This time it was Anna, our white cat with the striped raccoon tail. She was so sweet. She had the softest meow, the softest purr. She loved laps. If you sat down, she'd be in your lap. And when I'd be on the computer, she'd lay on top of the monitor and hang her little head over the edge and look at me while she dropped off for a nap. Now she is gone.

We don't know what killed her. 3 weeks ago today, she got out of the house and disappeared. No one saw her go. My daughter Sara and I searched the house for her. We searched the yard outside. For the next 2 1/2 weeks I walked through the neighborhood, calling her name and knocking on doors and asking neighbors if they had seen a white cat with a coon tail and for them to please be on the lookout for her. Everyone was very kind and promised they would keep an eye out, but no one had seen her. My husband told me that one night when he was working (he's a Papa John's pizza delivery driver), as he was driving home he thought he saw a white cat, but he couldn't stop and anyway he said it was just a glimpse and he didn't know where the cat went. We had no idea where she was, and I was hoping that maybe she had found another loving family. She was so friendly, she'd go up to anybody.

This past Sunday, at around midnight, my daughter Sara (who is 13) ran into my room. Anna was Sara's special kitty, and Sara had been missing her so. "Anna's home, Anna's home!" she cried happily. "Wonderful!" I responded, and together we ran down to the basement to see her.

The minute I saw her, however, I knew that something was wrong. She was huddled up on the floor, not moving. I bent down and petted her gently, calling her name and touching her with my hands. She had lost weight, and her fur was dingy. She did not respond to me. She didn't look at me. We put food and water in front of her, and she wouldn't eat or even drink any water. She couldn't walk. All she would do was sort of creep, inch by inch, across the floor.

My older daughter, Marianne, told us that she had been upstairs in our den. There's a sliding glass door that leads out to our back yard. Marianne said she heard a cat's meow, looked up, and there was Anna looking in! Marianne hollered out that Anna was back, and Sara ran out immediately, picked her up, and brought her inside. Sara told me that Anna purred when she picked her up.
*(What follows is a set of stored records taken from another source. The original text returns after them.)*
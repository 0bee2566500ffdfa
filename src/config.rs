//! Configuration parsing and management for vrm-idle

use serde::{Deserialize, Serialize};
use std::path::{Path, PathBuf};

use crate::error::{ConfigError, VrmIdleError};

/// Main configuration structure
#[derive(Debug, Clone, Default, Serialize, Deserialize)]
#[serde(default)]
pub struct Config {
    pub avatar: AvatarConfig,
    pub pose: PoseConfig,
    pub blink: BlinkConfig,
    pub breathing: BreathingConfig,
    pub smile: SmileConfig,
    pub frame: FrameConfig,
}

impl Config {
    /// Load configuration from a TOML file
    pub fn from_file<P: AsRef<Path>>(path: P) -> Result<Self, VrmIdleError> {
        let contents = std::fs::read_to_string(path.as_ref()).map_err(|e| {
            ConfigError::ReadFile(format!("{}: {}", path.as_ref().display(), e))
        })?;

        Self::from_str(&contents)
    }

    /// Parse configuration from a TOML string
    #[allow(clippy::should_implement_trait)]
    pub fn from_str(s: &str) -> Result<Self, VrmIdleError> {
        toml::from_str(s).map_err(|e| ConfigError::Parse(e.to_string()).into())
    }

    /// Load configuration from default paths
    pub fn load() -> Result<Self, VrmIdleError> {
        // Try config paths in order
        let paths = [
            PathBuf::from("config.toml"),
            PathBuf::from("config/default.toml"),
            dirs_path().join("config.toml"),
        ];

        for path in &paths {
            if path.exists() {
                tracing::info!("Loading config from: {}", path.display());
                return Self::from_file(path);
            }
        }

        // Fall back to defaults
        tracing::info!("No config file found, using defaults");
        Ok(Self::default())
    }

    /// Validate the configuration
    pub fn validate(&self) -> Result<(), VrmIdleError> {
        if self.avatar.model_path.trim().is_empty() {
            return Err(invalid("avatar.model_path", "Model path must not be empty"));
        }

        // Reject inf and nan before the range checks
        for (field, value) in self.float_fields() {
            if !value.is_finite() {
                return Err(invalid(field, "Value must be a finite number"));
            }
        }

        if self.blink.min_interval_secs <= 0.0
            || self.blink.max_interval_secs < self.blink.min_interval_secs
        {
            return Err(invalid(
                "blink.min_interval_secs",
                "Blink interval must be positive and min <= max",
            ));
        }

        if self.blink.speed <= 0.0 {
            return Err(invalid("blink.speed", "Blink speed must be greater than 0"));
        }

        if !(0.0..=1.0).contains(&self.blink.close_amount) {
            return Err(invalid(
                "blink.close_amount",
                "Close amount must be between 0.0 and 1.0",
            ));
        }

        if self.breathing.rate < 0.0 {
            return Err(invalid("breathing.rate", "Breathing rate must not be negative"));
        }

        if !(0.0..=1.0).contains(&self.smile.target) {
            return Err(invalid("smile.target", "Smile target must be between 0.0 and 1.0"));
        }

        for (field, factor) in [
            ("smile.follow_factor", self.smile.follow_factor),
            ("smile.write_factor", self.smile.write_factor),
        ] {
            if !(factor > 0.0 && factor <= 1.0) {
                return Err(invalid(field, "Smoothing factor must be in (0.0, 1.0]"));
            }
        }

        if self.smile.morph_names.is_empty() {
            tracing::warn!("smile.morph_names is empty, the smile will never be visible");
        }

        if self.frame.fps == 0 {
            return Err(invalid("frame.fps", "Frame rate must be greater than 0"));
        }

        Ok(())
    }
}

impl Config {
    fn float_fields(&self) -> Vec<(&'static str, f32)> {
        let (p, b, br, s) = (&self.pose, &self.blink, &self.breathing, &self.smile);
        let mut fields = vec![
            ("pose.upper_arm_down_deg", p.upper_arm_down_deg),
            ("pose.upper_arm_forward_deg", p.upper_arm_forward_deg),
            ("pose.spine_forward_deg", p.spine_forward_deg),
            ("blink.min_interval_secs", b.min_interval_secs),
            ("blink.max_interval_secs", b.max_interval_secs),
            ("blink.speed", b.speed),
            ("blink.close_amount", b.close_amount),
            ("breathing.rate", br.rate),
            ("breathing.amplitude", br.amplitude),
            ("breathing.spine_offset", br.spine_offset),
            ("breathing.spine_gain", br.spine_gain),
            ("breathing.chest_offset", br.chest_offset),
            ("breathing.chest_gain", br.chest_gain),
            ("breathing.arm_gain", br.arm_gain),
            ("smile.target", s.target),
            ("smile.follow_factor", s.follow_factor),
            ("smile.write_factor", s.write_factor),
        ];
        for (field, angles) in [
            ("pose.lower_arm_left_deg", p.lower_arm_left_deg),
            ("pose.lower_arm_right_deg", p.lower_arm_right_deg),
            ("pose.hand_left_deg", p.hand_left_deg),
            ("pose.hand_right_deg", p.hand_right_deg),
        ] {
            fields.extend(angles.iter().map(|&a| (field, a)));
        }
        fields
    }
}

fn invalid(field: &str, message: &str) -> VrmIdleError {
    ConfigError::InvalidValue {
        field: field.to_string(),
        message: message.to_string(),
    }
    .into()
}

/// Avatar asset configuration
#[derive(Debug, Clone, Serialize, Deserialize)]
#[serde(default)]
pub struct AvatarConfig {
    /// Path to the VRM/GLB model file
    pub model_path: String,
}

impl Default for AvatarConfig {
    fn default() -> Self {
        Self {
            model_path: "saka.vrm".to_string(),
        }
    }
}

/// Static pose defaults, in degrees
#[derive(Debug, Clone, Serialize, Deserialize)]
#[serde(default)]
pub struct PoseConfig {
    /// Upper arm rotation around X (shared by both sides)
    pub upper_arm_down_deg: f32,
    /// Upper arm rotation around Z (negated on the right side)
    pub upper_arm_forward_deg: f32,
    /// Left forearm Euler angles (x, y, z)
    pub lower_arm_left_deg: [f32; 3],
    /// Right forearm Euler angles (x, y, z)
    pub lower_arm_right_deg: [f32; 3],
    /// Left hand Euler angles (x, y, z)
    pub hand_left_deg: [f32; 3],
    /// Right hand Euler angles (x, y, z)
    pub hand_right_deg: [f32; 3],
    /// Spine forward tilt
    pub spine_forward_deg: f32,
}

impl Default for PoseConfig {
    fn default() -> Self {
        Self {
            upper_arm_down_deg: 120.0,
            upper_arm_forward_deg: 77.0,
            lower_arm_left_deg: [0.0, 0.0, 0.0],
            lower_arm_right_deg: [0.0, 0.0, 0.0],
            // Palms turned backwards
            hand_left_deg: [0.0, 0.0, 180.0],
            hand_right_deg: [0.0, 0.0, -180.0],
            spine_forward_deg: 0.0,
        }
    }
}

/// Procedural blink tuning
#[derive(Debug, Clone, Serialize, Deserialize)]
#[serde(default)]
pub struct BlinkConfig {
    /// Shortest idle time between blinks (seconds)
    pub min_interval_secs: f32,
    /// Longest idle time between blinks (seconds, exclusive)
    pub max_interval_secs: f32,
    /// Blink cycle advance per second
    pub speed: f32,
    /// Fraction of eye height removed at the peak of a blink
    pub close_amount: f32,
}

impl Default for BlinkConfig {
    fn default() -> Self {
        Self {
            min_interval_secs: 3.0,
            max_interval_secs: 5.0,
            speed: 12.0,
            close_amount: 0.8,
        }
    }
}

/// Idle breathing tuning (radians)
#[derive(Debug, Clone, Serialize, Deserialize)]
#[serde(default)]
pub struct BreathingConfig {
    /// Phase advance per second
    pub rate: f32,
    /// Peak breath amount
    pub amplitude: f32,
    pub spine_offset: f32,
    pub spine_gain: f32,
    pub chest_offset: f32,
    pub chest_gain: f32,
    /// Upper arm gain on top of the posed down angle
    pub arm_gain: f32,
}

impl Default for BreathingConfig {
    fn default() -> Self {
        Self {
            rate: 1.5,
            amplitude: 0.005,
            spine_offset: 0.02,
            spine_gain: 0.05,
            chest_offset: 0.01,
            chest_gain: 0.03,
            arm_gain: 0.02,
        }
    }
}

/// Typing smile tuning
#[derive(Debug, Clone, Serialize, Deserialize)]
#[serde(default)]
pub struct SmileConfig {
    /// Smile strength while typing (0.0 - 1.0)
    pub target: f32,
    /// Per-frame factor pulling the smile toward its target
    pub follow_factor: f32,
    /// Per-frame factor pulling each morph weight toward the smile
    pub write_factor: f32,
    /// Candidate morph target names, matched case-sensitively
    pub morph_names: Vec<String>,
}

impl Default for SmileConfig {
    fn default() -> Self {
        Self {
            target: 0.75,
            follow_factor: 0.12,
            write_factor: 0.18,
            morph_names: ["Joy", "Happy", "smile", "Smile", "joy", "A"]
                .iter()
                .map(|s| s.to_string())
                .collect(),
        }
    }
}

/// Frame loop configuration
#[derive(Debug, Clone, Serialize, Deserialize)]
#[serde(default)]
pub struct FrameConfig {
    /// Target frames per second
    pub fps: u32,
}

impl Default for FrameConfig {
    fn default() -> Self {
        Self { fps: 60 }
    }
}

/// Get the platform-specific configuration directory
fn dirs_path() -> PathBuf {
    #[cfg(target_os = "linux")]
    {
        if let Some(config_dir) = std::env::var_os("XDG_CONFIG_HOME") {
            return PathBuf::from(config_dir).join("vrm-idle");
        }
        if let Some(home) = std::env::var_os("HOME") {
            return PathBuf::from(home).join(".config/vrm-idle");
        }
    }

    #[cfg(target_os = "macos")]
    {
        if let Some(home) = std::env::var_os("HOME") {
            return PathBuf::from(home).join("Library/Application Support/vrm-idle");
        }
    }

    #[cfg(target_os = "windows")]
    {
        if let Some(appdata) = std::env::var_os("APPDATA") {
            return PathBuf::from(appdata).join("vrm-idle");
        }
    }

    PathBuf::from(".")
}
I was really worried about this strange behavior. She looked really sick. She felt sort of cold to the touch. We lined her pet bed with warm towels, gently lifted her into it, and wrapped the towels snugly around her. Once or twice, she meowed, and that worried me. It was a loud, piercing meow, so unlike her usual very soft meow. She must have been in pain, or frightened. I felt so bad I wasn't able to help her. But then she settled down and seemed to be resting quietly. My last memory of her in life was of her lying in her pet bed, wrapped in warm towels and resting peacefully.

At this point, it was about 2 am. We discussed how strangely she was acting and how she didn't look well. We finally decided that we would take her to the vet the very first thing in the morning and find out what was wrong. Marianne took the pet bed, with Anna safely wrapped up in the towels lying in it, into her own bed so she could watch her throughout the night.

We didn't get the chance to take her to the vet. At about 6:30 am, Marianne came upstairs and told us, "Anna died."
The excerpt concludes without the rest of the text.